Forewarned is forearmed.
Learn about your van's Diesel Particulate Filter and avoid costly repair bills
You may be among the many drivers who are blissfully ignorant of the fact that your new diesel van even has a Diesel Particulate Filter. If you are, then it might pay you to read on:
Improved fuel economy means that diesel vans have increased in popularity over the last few years, but drivers should be aware that potential fuel savings could be outweighed by repair bills if their van is not looked after properly. European rules which came into force in 2009 mean that all diesel vans are now fitted with a Diesel Particulate Filter (DPF). The DPF works as a filter to trap soot and harmful particulates in the exhaust, reducing emissions by around 80 per cent. Great news for the environment and your road tax bill!
But despite these benefits, the DPF could cause a headache for those stop-start urban drivers who are not travelling long distances. The DPF has a self-cleansing process built into the software of the van which becomes effective when the exhaust reaches a high temperature, so after a long journey they are meant to regenerate and re-cleanse. If you are not doing longer-runs, the exhaust temperature doesn't rise sufficiently so regeneration won't happen effectively. This could lead to the need for a new DPF being fitted, which would cost at least £1000 plus labour costs.
Forewarned is forearmed………
Don't despair. There is no need to trade in your faithful diesel van. There are some easy steps to take to avoid your DPF clogging:
- The filter is designed to regenerate passively on fast A-road runs when the exhaust temperature is high. Simply driving at speed for 15 minutes should do the job.
- Because some vans just don't get this kind of use manufacturers have built in 'active' regeneration to take control of the process.

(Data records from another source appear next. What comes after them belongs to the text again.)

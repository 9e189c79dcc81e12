//! Serde models of the raw table rows.
//!
//! Only the columns the compiler reads are modelled. Other columns are
//! ignored, and every optional column defaults to an empty cell, so
//! spreadsheets with extra or missing optional columns load unchanged.

use serde::Deserialize;

/// A row of a dependency-graph table (one row per attribute or node).
#[derive(Debug, Clone, Default, Deserialize)]
pub struct DependencyRow {
    #[serde(rename = "Attribute", default)]
    pub attribute: String,
    #[serde(rename = "DependsOn", default)]
    pub depends_on: String,
    #[serde(rename = "Description", default)]
    pub description: String,
    #[serde(rename = "Valid Values", default)]
    pub valid_values: String,
    #[serde(rename = "Properties", default)]
    pub properties: String,
    #[serde(rename = "Required", default)]
    pub required: String,
    #[serde(rename = "Validation Rules", default)]
    pub validation_rules: String,
    #[serde(rename = "columnType", default)]
    pub column_type: String,
}

/// A row of a flat node-property table.
#[derive(Debug, Clone, Default, Deserialize)]
pub struct FlatRow {
    #[serde(rename = "Node", default)]
    pub node: String,
    #[serde(rename = "Property", default)]
    pub property: String,
    #[serde(rename = "Description", default)]
    pub description: String,
    #[serde(rename = "Type", default)]
    pub value_type: String,
    #[serde(rename = "Key", default)]
    pub key: String,
    #[serde(rename = "Required", default)]
    pub required: String,
    #[serde(rename = "Enum", alias = "Valid Values", default)]
    pub valid_values: String,
    #[serde(rename = "Mappings", alias = "CDE", default)]
    pub mappings: String,
}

When the soot loading in the filter reaches a set limit the vehicle's engine management computer will initiate post combustion fuel injection to increase the exhaust temperature and trigger regeneration. If the journey is too short while the regeneration is in progress, it may not complete and the warning light will come on to show that the filter is partially blocked. So make sure you know what your DPF warning light looks like. If you see it a 15 minute drive at a speed greater than 40mph should clear the warning light.
How to recognise when your van is in 'active' regeneration
You may notice the following symptoms from your van during active regeneration:
- Engine sounds different
- Slight increase in fuel consumption
- Cooling fans running
- Deactivation of automatic Stop/Start
- Hot exhaust with acrid smell
- Increased idle speed
- If you ignore the warning light and continue your normal stop-start driving pattern soot loading will continue until the filter is around 75% full when you will see other engine dashboard lights come on too. At this point you will need to take the van to a specialist for forced regeneration.

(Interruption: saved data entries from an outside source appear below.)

//! Map source notations onto the canonical type vocabulary and extract
//! key and vocabulary references.

use std::collections::HashSet;

use crate::model::iri::{IriMinter, NodeUri, TermUri};
use crate::model::ontology::is_prefix_name;
use crate::model::record::{AttributeRecord, KeyRelation, KeyRole, TripleRecord, VocabRef};
use crate::source::Dialect;

use super::resolver::{Membership, ResolvedModel};

/// Key role declared in a properties reference.
#[derive(Debug, Clone, PartialEq, Eq)]
pub enum KeyMarker {
    Primary,
    /// Foreign key, optionally naming the referenced node.
    Foreign(Option<String>),
}

/// A parsed properties reference.
#[derive(Debug, Clone, Default, PartialEq, Eq)]
pub struct PropertyRefs {
    pub key: Option<KeyMarker>,
    pub maps_to: Vec<VocabRef>,
}

/// Output of the mapper, ready for serialization.
#[derive(Debug, Clone)]
pub struct MappedModel {
    pub nodes: Vec<NodeUri>,
    pub triples: Vec<TripleRecord>,
    pub keys: Vec<KeyRelation>,
}

pub fn map_model(
    resolved: &ResolvedModel<'_>,
    dialect: Dialect,
    minter: &IriMinter,
) -> MappedModel {
    let node_segments: HashSet<&str> = resolved.nodes.iter().map(NodeUri::segment).collect();
    let mut triples = Vec::with_capacity(resolved.memberships.len());
    let mut keys = Vec::new();
    for membership in &resolved.memberships {
        let refs = parse_properties(&membership.attribute.properties_ref);
        if let Some(marker) = &refs.key {
            keys.push(key_relation(marker, membership, minter, &node_segments));
        }
        triples.push(TripleRecord {
            term: membership.term.clone(),
            label: membership.attribute.name.clone(),
            description: membership.attribute.description.clone(),
            node: membership.node_uri.clone(),
            value_type: map_type(membership.attribute, dialect),
            required_by: membership
                .attribute
                .required
                .then(|| membership.node_uri.clone()),
            is_key: refs.key == Some(KeyMarker::Primary),
            has_enum: format_enum(&membership.attribute.valid_values),
            maps_to: refs.maps_to,
        });
    }
    log::info!("mapped {} terms, {} key relations", triples.len(), keys.len());
    MappedModel {
        nodes: resolved.nodes.clone(),
        triples,
        keys,
    }
}

/// A foreign key points into the referenced node's namespace: the named
/// target, else the node the attribute is named after (`study_id` ->
/// `study`), else the owning node.
fn key_relation(
    marker: &KeyMarker,
    membership: &Membership<'_>,
    minter: &IriMinter,
    node_segments: &HashSet<&str>,
) -> KeyRelation {
    match marker {
        KeyMarker::Primary => KeyRelation {
            role: KeyRole::Primary,
            node: membership.node_uri.clone(),
            term: membership.term.clone(),
        },
        KeyMarker::Foreign(target) => {
            let attribute = &membership.term.attribute;
            let owner = target
                .as_deref()
                .map(|t| minter.segment(t))
                .or_else(|| {
                    attribute
                        .strip_suffix("_id")
                        .filter(|seg| node_segments.contains(seg))
                        .map(str::to_string)
                })
                .unwrap_or_else(|| membership.node_uri.segment().to_string());
            KeyRelation {
                role: KeyRole::Foreign,
                node: membership.node_uri.clone(),
                term: TermUri {
                    node: owner,
                    attribute: attribute.clone(),
                },
            }
        }
    }
}

/// Canonical type of an attribute, or `None` when the source gives none.
pub fn map_type(record: &AttributeRecord, dialect: Dialect) -> Option<String> {
    let has_enum = !record.valid_values.is_empty();
    match dialect {
        Dialect::DependencyGraph => {
            let notations = [record.source_type.trim(), record.validation_rule.trim()];
            let words: Vec<String> = notations.iter().flat_map(|n| words(n)).collect();
            if words.iter().any(|w| w == "list" || w == "string_list") {
                Some(array_type(has_enum))
            } else if words.iter().any(|w| w == "str" || w == "string") {
                Some(string_type(has_enum))
            } else {
                notations
                    .iter()
                    .find(|n| !n.is_empty())
                    .map(|n| n.to_string())
            }
        }
        Dialect::FlatNodeProperty => {
            let raw = record.source_type.trim();
            if raw.is_empty() {
                return None;
            }
            let words = words(raw);
            if raw.starts_with('{') {
                let mapped = if words.iter().any(|w| w == "pattern") {
                    "string"
                } else if words.iter().any(|w| w == "units")
                    || (words.iter().any(|w| w == "value_type")
                        && words
                            .iter()
                            .any(|w| matches!(w.as_str(), "number" | "integer" | "float")))
                {
                    "number"
                } else {
                    return Some(raw.to_string());
                };
                return Some(mapped.to_string());
            }
            if words.iter().any(|w| w == "list" || w == "array") {
                Some(array_type(has_enum))
            } else if words
                .iter()
                .any(|w| matches!(w.as_str(), "string" | "str" | "enum" | "text"))
            {
                Some(string_type(has_enum))
            } else {
                Some(raw.to_string())
            }
        }
    }
}

fn string_type(has_enum: bool) -> String {
    if has_enum {
        "string;enum".to_string()
    } else {
        "string".to_string()
    }
}

fn array_type(has_enum: bool) -> String {
    format!("array[{}]", string_type(has_enum))
}

fn words(notation: &str) -> Vec<String> {
    notation
        .split(|c: char| !(c.is_alphanumeric() || c == '_'))
        .filter(|w| !w.is_empty())
        .map(str::to_ascii_lowercase)
        .collect()
}

/// `['a', 'b']`, or `None` for an empty enumeration. A value holding a
/// single quote is double-quoted instead, and any other embedded quote or
/// backslash is escaped.
pub fn format_enum(values: &[String]) -> Option<String> {
    if values.is_empty() {
        return None;
    }
    let items: Vec<String> = values.iter().map(|v| quote_item(v)).collect();
    Some(format!("[{}]", items.join(", ")))
}

fn quote_item(value: &str) -> String {
    let quote = if value.contains('\'') && !value.contains('"') {
        '"'
    } else {
        '\''
    };
    let mut out = String::with_capacity(value.len() + 2);
    out.push(quote);
    for c in value.chars() {
        if c == quote || c == '\\' {
            out.push('\\');
        }
        out.push(c);
    }
    out.push(quote);
    out
}

/// Split a properties reference into a key marker and vocabulary codes.
/// Tokens are separated by commas, semicolons, pipes or whitespace;
/// `primary key` and `foreign key` may be written with a space, and so may
/// the text after a colon.
pub fn parse_properties(text: &str) -> PropertyRefs {
    let mut refs = PropertyRefs::default();
    let mut tokens = text
        .split(|c: char| matches!(c, ',' | ';' | '|') || c.is_whitespace())
        .filter(|t| !t.is_empty())
        .peekable();

    while let Some(token) = tokens.next() {
        let mut token = token.to_string();
        if token.eq_ignore_ascii_case("primary") || token.eq_ignore_ascii_case("foreign") {
            let starts_with_key =
                |n: &&str| n.get(..3).is_some_and(|head| head.eq_ignore_ascii_case("key"));
            if let Some(next) = tokens.next_if(starts_with_key) {
                token = format!("{token}_{next}");
            }
        }
        // `foreign_key: study` names its target in the next token.
        if token.ends_with(':') {
            if let Some(next) = tokens.next() {
                token.push_str(next);
            }
        }

        if let Some(marker) = key_marker(&token) {
            if refs.key.is_some() && refs.key.as_ref() != Some(&marker) {
                log::warn!("conflicting key markers in '{text}'; keeping the first");
            } else {
                refs.key = Some(marker);
            }
        } else if let Some(vocab) = vocab_ref(&token) {
            refs.maps_to.push(vocab);
        } else {
            log::debug!("ignoring property token '{token}'");
        }
    }
    refs
}

fn key_marker(token: &str) -> Option<KeyMarker> {
    let (head, target) = match token.split_once(':') {
        Some((head, target)) => (head, Some(target.trim()).filter(|t| !t.is_empty())),
        None => (token, None),
    };
    match head.to_ascii_lowercase().as_str() {
        "primary_key" | "primarykey" | "pk" | "primary" if target.is_none() => {
            Some(KeyMarker::Primary)
        }
        "foreign_key" | "foreignkey" | "fk" | "foreign" => {
            Some(KeyMarker::Foreign(target.map(str::to_string)))
        }
        _ => None,
    }
}

fn vocab_ref(token: &str) -> Option<VocabRef> {
    let (namespace, code) = token.split_once(':')?;
    let valid_code = !code.is_empty()
        && code
            .chars()
            .all(|c| c.is_ascii_alphanumeric() || matches!(c, '_' | '-' | '.'));
    (is_prefix_name(namespace) && valid_code).then(|| VocabRef {
        namespace: namespace.to_string(),
        code: code.to_string(),
    })
}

What can stop normal regeneration from happening?
- Short stop-start journeys where the engine doesn't reach normal temperature.

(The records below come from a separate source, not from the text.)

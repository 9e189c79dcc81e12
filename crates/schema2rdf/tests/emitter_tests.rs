//! Turtle serialization of mapped models.

use schema2rdf::emitter::write_model;
use schema2rdf::model::iri::{IriMinter, NodeUri, TermUri};
use schema2rdf::model::record::{KeyRelation, KeyRole, TripleRecord, VocabRef};
use schema2rdf::pipeline::mapper::MappedModel;

fn minter() -> IriMinter {
    IriMinter::new("https://metadata.example/model/", "model")
}

fn term(node: &str, attribute: &str) -> TermUri {
    TermUri {
        node: node.to_string(),
        attribute: attribute.to_string(),
    }
}

fn node(segment: &str) -> NodeUri {
    NodeUri(segment.to_string())
}

fn triple(node_segment: &str, attribute: &str, label: &str, description: &str) -> TripleRecord {
    TripleRecord {
        term: term(node_segment, attribute),
        label: label.to_string(),
        description: description.to_string(),
        node: node(node_segment),
        value_type: None,
        required_by: None,
        is_key: false,
        has_enum: None,
        maps_to: Vec::new(),
    }
}

fn render(model: &MappedModel) -> (String, u64) {
    let mut out = Vec::new();
    let count = write_model(model, &minter(), &mut out).unwrap();
    (String::from_utf8(out).unwrap(), count)
}

fn study_model() -> MappedModel {
    let mut study_id = triple("study", "study_id", "studyId", "Unique study identifier");
    study_id.value_type = Some("string".into());
    study_id.required_by = Some(node("study"));
    study_id.is_key = true;

    let mut study_name = triple("study", "study_name", "studyName", "Name of the study");
    study_name.maps_to = vec![VocabRef {
        namespace: "NCIT".into(),
        code: "C68631".into(),
    }];

    MappedModel {
        nodes: vec![node("study")],
        triples: vec![study_id, study_name],
        keys: vec![
            KeyRelation {
                role: KeyRole::Primary,
                node: node("study"),
                term: term("study", "study_id"),
            },
            KeyRelation {
                role: KeyRole::Primary,
                node: node("study"),
                term: term("study", "study_name"),
            },
        ],
    }
}

#[test]
fn full_document() {
    let (ttl, count) = render(&study_model());
    let expected = "\
@prefix NCIT: <http://purl.obolibrary.org/obo/NCIT_> .
@prefix dcterms: <http://purl.org/dc/terms/> .
@prefix model: <https://metadata.example/model/> .
@prefix rdfs: <http://www.w3.org/2000/01/rdf-schema#> .
@prefix skos: <http://www.w3.org/2004/02/skos/core#> .
@prefix study: <https://metadata.example/model/study/> .

study:study_id rdfs:label \"studyId\" ;
    dcterms:description \"Unique study identifier\" ;
    model:node model:study ;
    model:type \"string\" ;
    model:requiredBy model:study ;
    model:isKey \"true\" .

study:study_name rdfs:label \"studyName\" ;
    dcterms:description \"Name of the study\" ;
    model:node model:study ;
    skos:exactMatch NCIT:C68631 .

model:study model:primaryKey study:study_id .
";
    assert_eq!(ttl, expected);
    assert_eq!(count, 11);
}

#[test]
fn minimal_block_has_three_lines() {
    let model = MappedModel {
        nodes: vec![node("biospecimen")],
        triples: vec![triple(
            "biospecimen",
            "specimen_type_other",
            "specimenTypeOther",
            "Free-text specimen type",
        )],
        keys: Vec::new(),
    };
    let (ttl, count) = render(&model);
    assert!(ttl.ends_with(
        "biospecimen:specimen_type_other rdfs:label \"specimenTypeOther\" ;\n    \
         dcterms:description \"Free-text specimen type\" ;\n    \
         model:node model:biospecimen .\n"
    ));
    assert_eq!(count, 3);
}

#[test]
fn enum_clause_can_end_the_block() {
    let mut record = triple("biospecimen", "specimen_type", "specimenType", "Kind");
    record.has_enum = Some("['Blood', 'Tissue']".into());
    let model = MappedModel {
        nodes: vec![node("biospecimen")],
        triples: vec![record],
        keys: Vec::new(),
    };
    let (ttl, _) = render(&model);
    assert!(ttl.contains("    model:node model:biospecimen ;\n"));
    assert!(ttl.ends_with("    model:hasEnum \"['Blood', 'Tissue']\" .\n"));
}

#[test]
fn every_node_gets_a_prefix_once() {
    let model = MappedModel {
        nodes: vec![node("study"), node("individual"), node("study")],
        triples: vec![triple("study", "study_id", "studyId", "")],
        keys: Vec::new(),
    };
    let (ttl, _) = render(&model);
    let prefixes: Vec<_> = ttl.lines().filter(|l| l.starts_with("@prefix")).collect();
    assert_eq!(
        prefixes,
        vec![
            "@prefix dcterms: <http://purl.org/dc/terms/> .",
            "@prefix model: <https://metadata.example/model/> .",
            "@prefix rdfs: <http://www.w3.org/2000/01/rdf-schema#> .",
            "@prefix study: <https://metadata.example/model/study/> .",
            "@prefix individual: <https://metadata.example/model/individual/> .",
        ]
    );
    // No skos prefix without a mapping.
    assert!(!ttl.contains("skos"));
}

#[test]
fn foreign_key_terms_use_the_referenced_namespace() {
    let model = MappedModel {
        nodes: vec![node("participant")],
        triples: Vec::new(),
        keys: vec![KeyRelation {
            role: KeyRole::Foreign,
            node: node("participant"),
            term: term("study", "study_id"),
        }],
    };
    let (ttl, count) = render(&model);
    assert!(ttl.contains("@prefix study: <https://metadata.example/model/study/> .\n"));
    assert!(ttl.ends_with("model:participant model:foreignKey study:study_id .\n"));
    assert_eq!(count, 1);
}

#[test]
fn keys_without_identifier_tokens_are_skipped() {
    let model = MappedModel {
        nodes: vec![node("study")],
        triples: Vec::new(),
        keys: vec![KeyRelation {
            role: KeyRole::Primary,
            node: node("study"),
            term: term("study", "accession"),
        }],
    };
    let (ttl, count) = render(&model);
    assert!(!ttl.contains("primaryKey"));
    assert_eq!(count, 0);
}

#[test]
fn literals_are_escaped() {
    let model = MappedModel {
        nodes: vec![node("study")],
        triples: vec![triple("study", "notes", "notes", "Say \"hi\"\nthen C:\\path")],
        keys: Vec::new(),
    };
    let (ttl, _) = render(&model);
    assert!(ttl.contains("dcterms:description \"Say \\\"hi\\\"\\nthen C:\\\\path\" ;"));
}

#[test]
fn unwritable_names_fall_back_to_full_iris() {
    let mut record = triple("study", "âge", "âge", "");
    record.maps_to = vec![
        VocabRef {
            namespace: "NCIT".into(),
            code: "C12.3".into(),
        },
        VocabRef {
            namespace: "GO".into(),
            code: "0008150".into(),
        },
        VocabRef {
            namespace: "model".into(),
            code: "X1".into(),
        },
    ];
    let model = MappedModel {
        nodes: vec![node("study")],
        triples: vec![record],
        keys: Vec::new(),
    };
    let (ttl, _) = render(&model);
    assert!(ttl.contains("<https://metadata.example/model/study/%C3%A2ge> rdfs:label"));
    assert!(ttl.contains("skos:exactMatch <http://purl.obolibrary.org/obo/NCIT_C12.3> ;"));
    // Unregistered vocabularies get a namespace under the base URI.
    assert!(ttl.contains("@prefix GO: <https://metadata.example/model/ext/GO/> .\n"));
    assert!(ttl.contains("skos:exactMatch GO:0008150 ;"));
    // A prefix already bound to another namespace is never rebound.
    assert!(ttl.contains("skos:exactMatch <https://metadata.example/model/ext/model/X1> .\n"));
}

#[test]
fn vocabulary_spellings_share_one_prefix() {
    let mut upper = triple("study", "study_name", "studyName", "");
    upper.maps_to = vec![VocabRef {
        namespace: "NCIT".into(),
        code: "C1".into(),
    }];
    let mut lower = triple("study", "study_title", "studyTitle", "");
    lower.maps_to = vec![
        VocabRef {
            namespace: "ncit".into(),
            code: "C2".into(),
        },
        VocabRef {
            namespace: "Uberon".into(),
            code: "0000178".into(),
        },
    ];
    let model = MappedModel {
        nodes: vec![node("study")],
        triples: vec![upper, lower],
        keys: Vec::new(),
    };
    let (ttl, _) = render(&model);
    assert_eq!(ttl.matches("<http://purl.obolibrary.org/obo/NCIT_>").count(), 1);
    assert!(ttl.contains("@prefix NCIT: <http://purl.obolibrary.org/obo/NCIT_> .\n"));
    assert!(ttl.contains("skos:exactMatch NCIT:C1 .\n"));
    assert!(ttl.contains("skos:exactMatch NCIT:C2 ;\n"));
    assert!(ttl.contains("skos:exactMatch UBERON:0000178 .\n"));
    assert!(!ttl.contains("ncit:"));
}
use std::collections::{BTreeSet, HashMap};
use std::io::Write;

use crate::model::iri::{IriMinter, NodeUri, TermUri};
use crate::model::ontology::{self, is_local_name, is_prefix_name, model, predicate};
use crate::model::record::{KeyRelation, KeyRole, TripleRecord, VocabRef};

/// Turtle emitter for compiled models.
///
/// The body is buffered so the `@prefix` header can list exactly the
/// prefixes the body uses, plus one per node, before anything is written.
pub struct TurtleEmitter<W: Write> {
    writer: W,
    minter: IriMinter,
    body: String,
    count: u64,
    namespaces: HashMap<String, String>,
    used: BTreeSet<String>,
    nodes: Vec<String>,
    keys_started: bool,
}

impl<W: Write> TurtleEmitter<W> {
    pub fn new(writer: W, minter: IriMinter) -> Self {
        Self {
            writer,
            minter,
            body: String::new(),
            count: 0,
            namespaces: HashMap::new(),
            used: BTreeSet::new(),
            nodes: Vec::new(),
            keys_started: false,
        }
    }

    /// Declare a node; its term namespace gets a prefix line even when no
    /// term of the node is written.
    pub fn add_node(&mut self, node: &NodeUri) {
        let segment = node.segment();
        if !is_prefix_name(segment) || self.nodes.iter().any(|n| n == segment) {
            return;
        }
        let namespace = self.minter.node_namespace(segment);
        if self.bind(segment, &namespace) {
            self.nodes.push(segment.to_string());
        }
    }

    /// Buffer one term block. Clauses end in `;` except the last, which
    /// ends in `.`; optional clauses are left out entirely when empty.
    pub fn emit_record(&mut self, record: &TripleRecord) {
        let subject = self.term(&record.term);
        let mut clauses = vec![
            (self.fixed(predicate::LABEL), literal(&record.label)),
            (self.fixed(predicate::DESCRIPTION), literal(&record.description)),
            (self.model(model::NODE), self.node(&record.node)),
        ];
        if let Some(value_type) = &record.value_type {
            clauses.push((self.model(model::TYPE), literal(value_type)));
        }
        if let Some(node) = &record.required_by {
            clauses.push((self.model(model::REQUIRED_BY), self.node(node)));
        }
        if record.is_key {
            clauses.push((self.model(model::IS_KEY), literal("true")));
        }
        if let Some(values) = &record.has_enum {
            clauses.push((self.model(model::HAS_ENUM), literal(values)));
        }
        for vocab in &record.maps_to {
            clauses.push((self.fixed(predicate::MAPS_TO), self.vocab(vocab)));
        }

        if !self.body.is_empty() {
            self.body.push('\n');
        }
        let last = clauses.len() - 1;
        for (i, (p, o)) in clauses.iter().enumerate() {
            let end = if i == last { '.' } else { ';' };
            if i == 0 {
                self.body.push_str(&format!("{subject} {p} {o} {end}\n"));
            } else {
                self.body.push_str(&format!("    {p} {o} {end}\n"));
            }
        }
        self.count += clauses.len() as u64;
    }

    /// Buffer a key-relation line. Keys whose attribute is not an
    /// identifier are skipped and `false` is returned.
    pub fn emit_key_relation(&mut self, relation: &KeyRelation) -> bool {
        if !relation.term.has_identifier_token() {
            return false;
        }
        let local = match relation.role {
            KeyRole::Primary => model::PRIMARY_KEY,
            KeyRole::Foreign => model::FOREIGN_KEY,
        };
        let s = self.node(&relation.node);
        let p = self.model(local);
        let o = self.term(&relation.term);
        if !self.keys_started && !self.body.is_empty() {
            self.body.push('\n');
        }
        self.keys_started = true;
        self.body.push_str(&format!("{s} {p} {o} .\n"));
        self.count += 1;
        true
    }

    /// Write the header and the buffered body, then flush.
    pub fn finish(&mut self) -> std::io::Result<()> {
        let mut header = String::new();
        for prefix in self.used.iter().filter(|p| !self.nodes.contains(*p)) {
            header.push_str(&format!("@prefix {prefix}: <{}> .\n", self.namespaces[prefix]));
        }
        for node in &self.nodes {
            header.push_str(&format!("@prefix {node}: <{}> .\n", self.namespaces[node]));
        }
        if !header.is_empty() {
            header.push('\n');
        }
        self.writer.write_all(header.as_bytes())?;
        self.writer.write_all(self.body.as_bytes())?;
        self.body.clear();
        self.writer.flush()
    }

    /// Return the number of triples emitted so far.
    pub fn triple_count(&self) -> u64 {
        self.count
    }

    /// Bind `prefix` to `namespace` unless it is already bound elsewhere.
    fn bind(&mut self, prefix: &str, namespace: &str) -> bool {
        match self.namespaces.get(prefix) {
            Some(bound) => bound == namespace,
            None => {
                self.namespaces
                    .insert(prefix.to_string(), namespace.to_string());
                true
            }
        }
    }

    /// Write `prefix:local` when both halves are valid and the prefix is
    /// free or already ours, otherwise the full IRI.
    fn compact(&mut self, prefix: &str, namespace: &str, local: &str) -> String {
        if is_prefix_name(prefix) && is_local_name(local) && self.bind(prefix, namespace) {
            self.used.insert(prefix.to_string());
            return format!("{prefix}:{local}");
        }
        format!("<{namespace}{}>", IriMinter::escape(local))
    }

    fn fixed(&mut self, (prefix, local): (&str, &str)) -> String {
        let namespace = ontology::standard_namespace(prefix).unwrap_or_default();
        self.compact(prefix, namespace, local)
    }

    fn model(&mut self, local: &str) -> String {
        let base_ref = self.minter.base_ref().to_string();
        let base_uri = self.minter.base_uri().to_string();
        self.compact(&base_ref, &base_uri, local)
    }

    fn node(&mut self, node: &NodeUri) -> String {
        let base_ref = self.minter.base_ref().to_string();
        let base_uri = self.minter.base_uri().to_string();
        self.compact(&base_ref, &base_uri, node.segment())
    }

    fn term(&mut self, term: &TermUri) -> String {
        let namespace = self.minter.node_namespace(&term.node);
        self.compact(&term.node, &namespace, &term.attribute)
    }

    /// Registered vocabularies are written under their canonical prefix,
    /// whatever the spelling in the source.
    fn vocab(&mut self, vocab: &VocabRef) -> String {
        let (prefix, namespace) = match ontology::vocab::lookup(&vocab.namespace) {
            Some((prefix, namespace)) => (prefix.to_string(), namespace.to_string()),
            None => (
                vocab.namespace.clone(),
                self.minter.vocab_namespace(&vocab.namespace),
            ),
        };
        self.compact(&prefix, &namespace, &vocab.code)
    }
}

fn literal(value: &str) -> String {
    format!("\"{}\"", escape_literal(value))
}

fn escape_literal(s: &str) -> String {
    let mut out = String::with_capacity(s.len());
    for c in s.chars() {
        match c {
            '\\' => out.push_str("\\\\"),
            '"' => out.push_str("\\\""),
            '\n' => out.push_str("\\n"),
            '\r' => out.push_str("\\r"),
            '\t' => out.push_str("\\t"),
            _ => out.push(c),
        }
    }
    out
}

- The wrong oil. DPF vans need low sulphur/low ash engine oil.
- Exceeding the oil counter/service interval.
- A low fuel level. As a general rule a quarter of a tank is required.
- The van is low on additive.
- A warning light on or diagnostic trouble code logged in the engine management system may prevent active or catalyst regeneration.
So as far as looking after your DPF is concerned, prevention is better than cure. A standard DPF is designed to last well in excess of 100,000 miles if regeneration happens regularly. If you look after your van properly you will be rewarded with thousands of hassle free miles while saving thousands of pounds on unnecessary repair bills!